▶ **Description of the task**: Copy exactly the lines from the start of the data below through the one that carries "loading resume data.", and only those.
++++ Input for this task
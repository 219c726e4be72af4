use anyhow::{Context as _, Result};
use export::ExportFormat;
use layout::LayoutId;

use crate::Context;
use crate::cli::ExportArgs;
use crate::commands::load_resume;
use crate::progress;

/// Export a saved resume without the wizard
pub fn run(ctx: &Context, args: ExportArgs) -> Result<()> {
    let resume = load_resume(&args.file)?;
    let layout = args.layout.map_or(ctx.config.preview.layout, LayoutId::from);
    let format = args.format.map_or(ctx.config.export.format, ExportFormat::from);
    let options = ctx.config.export.options(args.output.as_deref());

    let surface = layout::render(&resume, &layout.descriptor());
    let exporter = export::for_format(format, options);

    let pb = progress::spinner(&format!("Exporting {} as {format}...", layout.display_name()));
    match exporter.export(&surface) {
        Ok(path) => {
            progress::finish_success(&pb, &format!("Saved {}", path.display()));
            Ok(())
        }
        Err(e) => {
            progress::finish_error(&pb, "Export failed");
            Err(e).context("Could not export resume")
        }
    }
}
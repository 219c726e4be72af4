use std::path::PathBuf;
use thiserror::Error;

use crate::types::SectionKey;

/// Errors that can occur while editing or loading resume data.
#[derive(Debug, Error)]
pub enum Error {
    /// Field name does not exist on the entry type
    #[error("unknown field '{field}' in {section}")]
    UnknownField {
        /// Section the entry belongs to
        section: SectionKey,
        /// Field name that was requested
        field: String,
    },

    /// Value has the wrong kind for the field, or is out of range
    #[error("invalid value for '{field}': {reason}")]
    InvalidValue {
        /// Field name being written
        field: String,
        /// Why the value was rejected
        reason: String,
    },

    /// Entry index outside the current draft
    #[error("entry {index} out of range ({len} entries)")]
    EntryOutOfRange {
        /// Requested index
        index: usize,
        /// Number of entries in the draft
        len: usize,
    },

    /// Required fields are empty
    #[error("{} required field(s) missing", missing.len())]
    MissingRequired {
        /// The fields that block submission
        missing: Vec<MissingField>,
    },

    /// Could not read a photo or resume file
    #[error("IO error at {path}: {source}")]
    Io {
        /// Path involved in the error
        path: PathBuf,
        /// Underlying error
        #[source]
        source: std::io::Error,
    },

    /// Resume JSON could not be parsed
    #[error("invalid resume data: {0}")]
    Json(#[from] serde_json::Error),
}

impl Error {
    /// Returns true if the error only blocks forward navigation
    pub fn is_advisory(&self) -> bool {
        matches!(self, Error::MissingRequired { .. })
    }
}

/// A required field left empty, located by entry index and field name.
#[derive(Debug, Clone, PartialEq, Eq)]
pub struct MissingField {
    /// Entry index within the section (0 for personal info)
    pub index: usize,
    /// Field name
    pub field: &'static str,
    /// Human-readable label
    pub label: &'static str,
}

/// Result type for resume operations
pub type Result<T> = std::result::Result<T, Error>;
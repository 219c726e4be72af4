//! Export options.

use crate::error::{Error, Result};
use serde::{Deserialize, Serialize};
use std::fmt;
use std::path::PathBuf;
use std::str::FromStr;

/// Printed page geometry.
#[derive(Debug, Clone, Copy, Default, PartialEq, Eq, Serialize, Deserialize)]
#[serde(rename_all = "lowercase")]
pub enum PageSize {
    /// ISO A4, 210 mm wide
    #[default]
    A4,
    /// US Letter, 8.5 in wide
    Letter,
}

impl PageSize {
    /// Config/CLI name.
    #[must_use]
    pub fn as_str(&self) -> &'static str {
        match self {
            Self::A4 => "a4",
            Self::Letter => "letter",
        }
    }

    /// Page width and height in millimetres.
    #[must_use]
    pub fn dimensions_mm(&self) -> (f32, f32) {
        match self {
            Self::A4 => (210.0, 297.0),
            Self::Letter => (215.9, 279.4),
        }
    }

    /// CSS width of the printable page.
    #[must_use]
    pub fn css_width(&self) -> &'static str {
        match self {
            Self::A4 => "210mm",
            Self::Letter => "8.5in",
        }
    }

    /// CSS `@page` size keyword.
    #[must_use]
    pub fn css_size(&self) -> &'static str {
        match self {
            Self::A4 => "A4",
            Self::Letter => "letter",
        }
    }
}

impl fmt::Display for PageSize {
    fn fmt(&self, f: &mut fmt::Formatter<'_>) -> fmt::Result {
        f.write_str(self.as_str())
    }
}

impl FromStr for PageSize {
    type Err = Error;

    fn from_str(s: &str) -> Result<Self> {
        match s.trim().to_ascii_lowercase().as_str() {
            "a4" => Ok(Self::A4),
            "letter" | "us-letter" => Ok(Self::Letter),
            _ => Err(Error::UnknownName {
                kind: "page size",
                value: s.to_string(),
                expected: "a4, letter",
            }),
        }
    }
}

/// Output document format.
#[derive(Debug, Clone, Copy, Default, PartialEq, Eq, Serialize, Deserialize)]
#[serde(rename_all = "lowercase")]
pub enum ExportFormat {
    /// Paginated PDF at the configured page size
    #[default]
    Pdf,
    /// Standalone printable HTML page
    Html,
    /// Plain text, as shown in the terminal
    Text,
}

impl ExportFormat {
    /// Config/CLI name.
    #[must_use]
    pub fn as_str(&self) -> &'static str {
        match self {
            Self::Pdf => "pdf",
            Self::Html => "html",
            Self::Text => "text",
        }
    }

    /// File extension, without the dot.
    #[must_use]
    pub fn extension(&self) -> &'static str {
        match self {
            Self::Pdf => "pdf",
            Self::Html => "html",
            Self::Text => "txt",
        }
    }
}

impl fmt::Display for ExportFormat {
    fn fmt(&self, f: &mut fmt::Formatter<'_>) -> fmt::Result {
        f.write_str(self.as_str())
    }
}

impl FromStr for ExportFormat {
    type Err = Error;

    fn from_str(s: &str) -> Result<Self> {
        match s.trim().to_ascii_lowercase().as_str() {
            "pdf" => Ok(Self::Pdf),
            "html" | "htm" => Ok(Self::Html),
            "text" | "txt" => Ok(Self::Text),
            _ => Err(Error::UnknownName {
                kind: "format",
                value: s.to_string(),
                expected: "pdf, html, text",
            }),
        }
    }
}

/// Where and how to write an export.
#[derive(Debug, Clone, PartialEq, Eq)]
pub struct ExportOptions {
    /// Directory the document is written into (created if missing)
    pub output_dir: PathBuf,
    /// File stem; the format's extension is appended
    pub file_name: String,
    /// Page geometry (PDF and HTML)
    pub page: PageSize,
    /// Wrap width in characters (text and PDF)
    pub text_width: usize,
}

impl Default for ExportOptions {
    fn default() -> Self {
        Self {
            output_dir: PathBuf::from("."),
            file_name: "resume".to_string(),
            page: PageSize::default(),
            text_width: 80,
        }
    }
}

impl ExportOptions {
    /// Create options writing `resume.<ext>` into `output_dir`.
    pub fn new(output_dir: impl Into<PathBuf>) -> Self {
        Self {
            output_dir: output_dir.into(),
            ..Self::default()
        }
    }

    /// Set the file stem.
    #[must_use]
    pub fn file_name(mut self, name: impl Into<String>) -> Self {
        self.file_name = name.into();
        self
    }

    /// Set the page size.
    #[must_use]
    pub fn page(mut self, page: PageSize) -> Self {
        self.page = page;
        self
    }

    /// Full target path for `format`.
    ///
    /// # Errors
    ///
    /// Returns [`Error::InvalidFileName`] for an empty stem or one containing
    /// a path separator.
    pub fn target(&self, format: ExportFormat) -> Result<PathBuf> {
        let stem = self.file_name.trim();
        if stem.is_empty() || stem.contains(['/', '\\']) || stem == "." || stem == ".." {
            return Err(Error::InvalidFileName(self.file_name.clone()));
        }
        Ok(self
            .output_dir
            .join(format!("{stem}.{}", format.extension())))
    }
}

#[cfg(test)]
mod tests {
    use super::*;
    use std::path::Path;

    #[test]
    fn test_page_size_parse() {
        assert_eq!("A4".parse::<PageSize>().unwrap(), PageSize::A4);
        assert_eq!("letter".parse::<PageSize>().unwrap(), PageSize::Letter);
        assert!("legal".parse::<PageSize>().is_err());
        assert_eq!(PageSize::Letter.css_width(), "8.5in");
        assert_eq!(PageSize::A4.dimensions_mm(), (210.0, 297.0));
    }

    #[test]
    fn test_format_parse() {
        assert_eq!("txt".parse::<ExportFormat>().unwrap(), ExportFormat::Text);
        assert_eq!("HTML".parse::<ExportFormat>().unwrap(), ExportFormat::Html);
        assert_eq!("PDF".parse::<ExportFormat>().unwrap(), ExportFormat::Pdf);
        assert!("docx".parse::<ExportFormat>().is_err());
        assert_eq!(ExportFormat::default(), ExportFormat::Pdf);
    }

    #[test]
    fn test_target_path() {
        let options = ExportOptions::new("/tmp/cv").file_name("jane-doe");
        assert_eq!(
            options.target(ExportFormat::Html).unwrap(),
            Path::new("/tmp/cv/jane-doe.html")
        );
        assert_eq!(
            options.target(ExportFormat::Text).unwrap(),
            Path::new("/tmp/cv/jane-doe.txt")
        );
        assert_eq!(
            options.target(ExportFormat::Pdf).unwrap(),
            Path::new("/tmp/cv/jane-doe.pdf")
        );
    }

    #[test]
    fn test_target_rejects_bad_names() {
        for bad in ["", "  ", "../escape", "a/b", ".."] {
            let options = ExportOptions::default().file_name(bad);
            assert!(
                matches!(options.target(ExportFormat::Html), Err(Error::InvalidFileName(_))),
                "{bad:?}"
            );
        }
    }
}
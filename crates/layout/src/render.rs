//! The preview renderer: aggregate + descriptor -> surface.
//!
//! Pure and read-only. Entries keep the aggregate's order; nothing is sorted
//! or filtered beyond the per-section visibility predicate.

use resume::{Education, Experience, PersonalInfo, Project, ResumeAggregate};

use crate::descriptor::{BlockKind, BlockSpec, EntryStyle, HeaderPlacement, LayoutDescriptor};
use crate::surface::{Column, Content, EntryView, Header, Link, Section, Surface};

/// Shown when an experience has no end date.
const ONGOING: &str = "Present";

/// Render `resume` with the given layout.
pub fn render(resume: &ResumeAggregate, layout: &LayoutDescriptor) -> Surface {
    let header_column = match layout.header {
        HeaderPlacement::InColumn(i) => Some(i),
        HeaderPlacement::Top { .. } => None,
    };

    let columns = layout
        .columns
        .iter()
        .enumerate()
        .map(|(i, spec)| Column {
            span: spec.span,
            has_header: header_column == Some(i),
            sections: spec
                .blocks
                .iter()
                .filter(|b| b.kind.is_visible(resume))
                .map(|b| render_block(resume, layout, b))
                .collect(),
        })
        .collect();

    Surface {
        layout: layout.id,
        header: render_header(&resume.personal_info, layout.objective_in_header),
        header_placement: layout.header,
        avatar_px: layout.avatar_px,
        columns,
    }
}

fn render_header(info: &PersonalInfo, with_objective: bool) -> Header {
    let contact = [&info.email, &info.phone, &info.location]
        .into_iter()
        .filter(|s| !s.trim().is_empty())
        .cloned()
        .collect();

    let objective = non_empty(&info.objective).filter(|_| with_objective);

    Header {
        full_name: info.full_name.clone(),
        initial: info.initial(),
        photo: info.profile_picture.clone().filter(|p| !p.is_empty()),
        contact,
        objective,
    }
}

fn render_block(resume: &ResumeAggregate, layout: &LayoutDescriptor, block: &BlockSpec) -> Section {
    let content = match block.kind {
        BlockKind::Objective => Content::Paragraph(resume.personal_info.objective.clone()),
        BlockKind::Experience => Content::Entries(
            resume
                .experience
                .iter()
                .map(|e| experience_view(e, layout.entry_style))
                .collect(),
        ),
        BlockKind::Education => Content::Entries(resume.education.iter().map(education_view).collect()),
        BlockKind::Skills => Content::Tags {
            tags: resume.skills.iter().map(|s| s.name.clone()).collect(),
            columns: layout.skill_columns,
        },
        BlockKind::Projects => Content::Entries(
            resume
                .projects
                .iter()
                .map(|p| project_view(p, layout.link_label))
                .collect(),
        ),
    };

    Section {
        kind: block.kind,
        title: block.title.to_string(),
        content,
    }
}

fn date_range(start: &str, end: &str) -> String {
    let end = if end.trim().is_empty() { ONGOING } else { end };
    format!("{start} - {end}")
}

fn experience_view(exp: &Experience, style: EntryStyle) -> EntryView {
    let dates = date_range(&exp.start_date, &exp.end_date);
    let (aside, subheading) = match style {
        EntryStyle::Compact => (None, format!("{} | {}", exp.company, dates)),
        EntryStyle::Detailed => (Some(dates), exp.company.clone()),
    };

    EntryView {
        heading: exp.position.clone(),
        aside,
        subheading: Some(subheading),
        body: non_empty(&exp.responsibilities),
        link: None,
    }
}

fn education_view(edu: &Education) -> EntryView {
    EntryView {
        heading: edu.degree.clone(),
        aside: None,
        subheading: Some(format!("{} - {}", edu.institution, edu.graduation_year)),
        body: non_empty(&edu.achievements),
        link: None,
    }
}

fn project_view(project: &Project, link_label: &str) -> EntryView {
    EntryView {
        heading: project.name.clone(),
        aside: None,
        subheading: None,
        body: non_empty(&project.description),
        link: non_empty(&project.link).map(|href| Link {
            href,
            label: link_label.to_string(),
        }),
    }
}

fn non_empty(s: &str) -> Option<String> {
    (!s.trim().is_empty()).then(|| s.to_string())
}

#[cfg(test)]
mod tests {
    use super::*;
    use crate::descriptor::LayoutId;
    use resume::Skill;

    fn sample() -> ResumeAggregate {
        let mut resume = ResumeAggregate::new();
        resume.personal_info = PersonalInfo {
            full_name: "Ada Lovelace".to_string(),
            email: "ada@example.com".to_string(),
            phone: String::new(),
            location: "London, England, United Kingdom".to_string(),
            objective: "Program the analytical engine".to_string(),
            profile_picture: None,
        };
        resume.experience.push(Experience {
            company: "Babbage & Co".to_string(),
            position: "Analyst".to_string(),
            start_date: "1842".to_string(),
            end_date: String::new(),
            responsibilities: "Notes on the engine".to_string(),
        });
        resume.skills = vec![Skill::new("Mathematics", 5), Skill::new("Poetry", 2)];
        resume
    }

    #[test]
    fn test_empty_sections_hidden_in_every_layout() {
        let resume = sample();
        for id in LayoutId::ALL {
            let surface = render(&resume, &id.descriptor());
            assert!(surface.section(BlockKind::Experience).is_some(), "{id}");
            assert!(surface.section(BlockKind::Skills).is_some(), "{id}");
            assert!(surface.section(BlockKind::Education).is_none(), "{id}");
            assert!(surface.section(BlockKind::Projects).is_none(), "{id}");
        }
    }

    #[test]
    fn test_personal_info_always_shown() {
        let resume = ResumeAggregate::new();
        for id in LayoutId::ALL {
            let surface = render(&resume, &id.descriptor());
            assert_eq!(surface.header.initial, "?");
            assert!(surface.header.contact.is_empty());
            assert_eq!(surface.sections().count(), 0);
        }
    }

    #[test]
    fn test_objective_placement() {
        let resume = sample();

        let simple = render(&resume, &LayoutId::Simple.descriptor());
        assert_eq!(
            simple.header.objective.as_deref(),
            Some("Program the analytical engine")
        );
        assert!(simple.section(BlockKind::Objective).is_none());

        let two = render(&resume, &LayoutId::TwoColumn.descriptor());
        assert!(two.header.objective.is_none());
        let summary = two.section(BlockKind::Objective).unwrap();
        assert_eq!(summary.title, "Professional Summary");
        assert!(two.columns[0].has_header);
        assert!(!two.columns[1].has_header);
    }

    #[test]
    fn test_entry_styles() {
        let resume = sample();

        let compact = render(&resume, &LayoutId::Simple.descriptor());
        let Content::Entries(entries) = &compact.section(BlockKind::Experience).unwrap().content
        else {
            panic!("expected entries");
        };
        assert_eq!(entries[0].heading, "Analyst");
        assert_eq!(
            entries[0].subheading.as_deref(),
            Some("Babbage & Co | 1842 - Present")
        );
        assert!(entries[0].aside.is_none());

        let detailed = render(&resume, &LayoutId::Comprehensive.descriptor());
        let section = detailed.section(BlockKind::Experience).unwrap();
        assert_eq!(section.title, "Professional Experience");
        let Content::Entries(entries) = &section.content else {
            panic!("expected entries");
        };
        assert_eq!(entries[0].aside.as_deref(), Some("1842 - Present"));
        assert_eq!(entries[0].subheading.as_deref(), Some("Babbage & Co"));
    }

    #[test]
    fn test_order_is_preserved() {
        let mut resume = sample();
        resume.skills = vec![
            Skill::new("Zig", 1),
            Skill::new("Ada", 5),
            Skill::new("Go", 3),
        ];
        let surface = render(&resume, &LayoutId::TwoColumn.descriptor());
        let Content::Tags { tags, columns } = &surface.section(BlockKind::Skills).unwrap().content
        else {
            panic!("expected tags");
        };
        assert_eq!(tags, &["Zig", "Ada", "Go"]);
        assert_eq!(*columns, 0);
    }

    #[test]
    fn test_project_links() {
        let mut resume = sample();
        resume.projects = vec![
            Project {
                name: "Engine notes".to_string(),
                description: "Annotated translation".to_string(),
                link: "https://example.com/notes".to_string(),
            },
            Project {
                name: "Flying machine".to_string(),
                description: String::new(),
                link: String::new(),
            },
        ];

        let surface = render(&resume, &LayoutId::Comprehensive.descriptor());
        let Content::Entries(entries) = &surface.section(BlockKind::Projects).unwrap().content
        else {
            panic!("expected entries");
        };
        let link = entries[0].link.as_ref().unwrap();
        assert_eq!(link.href, "https://example.com/notes");
        assert_eq!(link.label, "View Project →");
        assert!(entries[1].link.is_none());
        assert!(entries[1].body.is_none());
    }

    #[test]
    fn test_render_does_not_mutate() {
        let resume = sample();
        let before = resume.clone();
        let _ = render(&resume, &LayoutId::Comprehensive.descriptor());
        assert_eq!(resume, before);
    }
}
++++++++
▶ **Result**:
repository 219c726e4be72af4
use anyhow::{Context as _, Result};
use export::ExportFormat;
use layout::LayoutId;

use crate::Context;
use crate::cli::ExportArgs;
use crate::commands::load_resume;
use crate::progress;

/// Export a saved resume without the wizard
pub fn run(ctx: &Context, args: ExportArgs) -> Result<()> {
    let resume = load_resume(&args.file)?;
    let layout = args.layout.map_or(ctx.config.preview.layout, LayoutId::from);
    let format = args.format.map_or(ctx.config.export.format, ExportFormat::from);
    let options = ctx.config.export.options(args.output.as_deref());

    let surface = layout::render(&resume, &layout.descriptor());
    let exporter = export::for_format(format, options);

    let pb = progress::spinner(&format!("Exporting {} as {format}...", layout.display_name()));
    match exporter.export(&surface) {
        Ok(path) => {
            progress::finish_success(&pb, &format!("Saved {}", path.display()));
            Ok(())
        }
        Err(e) => {
            progress::finish_error(&pb, "Export failed");
            Err(e).context("Could not export resume")
        }
    }
}
repository 219c726e4be72af4
use std::path::PathBuf;
use thiserror::Error;

use crate::types::SectionKey;

/// Errors that can occur while editing or loading resume data.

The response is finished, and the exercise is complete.